What the task asks » Where a line contains the word "unwrap", copy that line from the records below.

Stored data »
//! # Artlinx
//!
//! Workspace facade for the Artlinx sales tools. The forecasting library
//! lives in `sales_forecast`; the `sales-dashboard` binary is built from the
//! `sales_dashboard` member.
//!
//! ## Example
//!
//! ```
//! use artlinx::sales_forecast::LabelEncoder;
//!
//! let encoder = LabelEncoder::new(
//!     "channel",
//!     vec!["Offline".to_string(), "Online".to_string()],
//! )
//! .unwrap();
//! assert_eq!(encoder.transform("Online").unwrap(), 1);
//! assert!(encoder.transform("Marketplace").is_err());
//! ```

pub use sales_forecast;

/// Name and version of the forecasting library this facade ships with.
pub fn library_version() -> String {
    format!("{} {}", sales_forecast::NAME, sales_forecast::VERSION)
}

#[cfg(test)]
mod tests {
    use super::*;

    #[test]
    fn test_library_version() {
        let version = library_version();
        assert!(version.starts_with("sales_forecast "));
    }

    #[test]
    fn test_package_name() {
        assert_eq!(env!("CARGO_PKG_NAME"), "artlinx");
    }
}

Exercise answer »
//! .unwrap();
//! assert_eq!(encoder.transform("Online").unwrap(), 1);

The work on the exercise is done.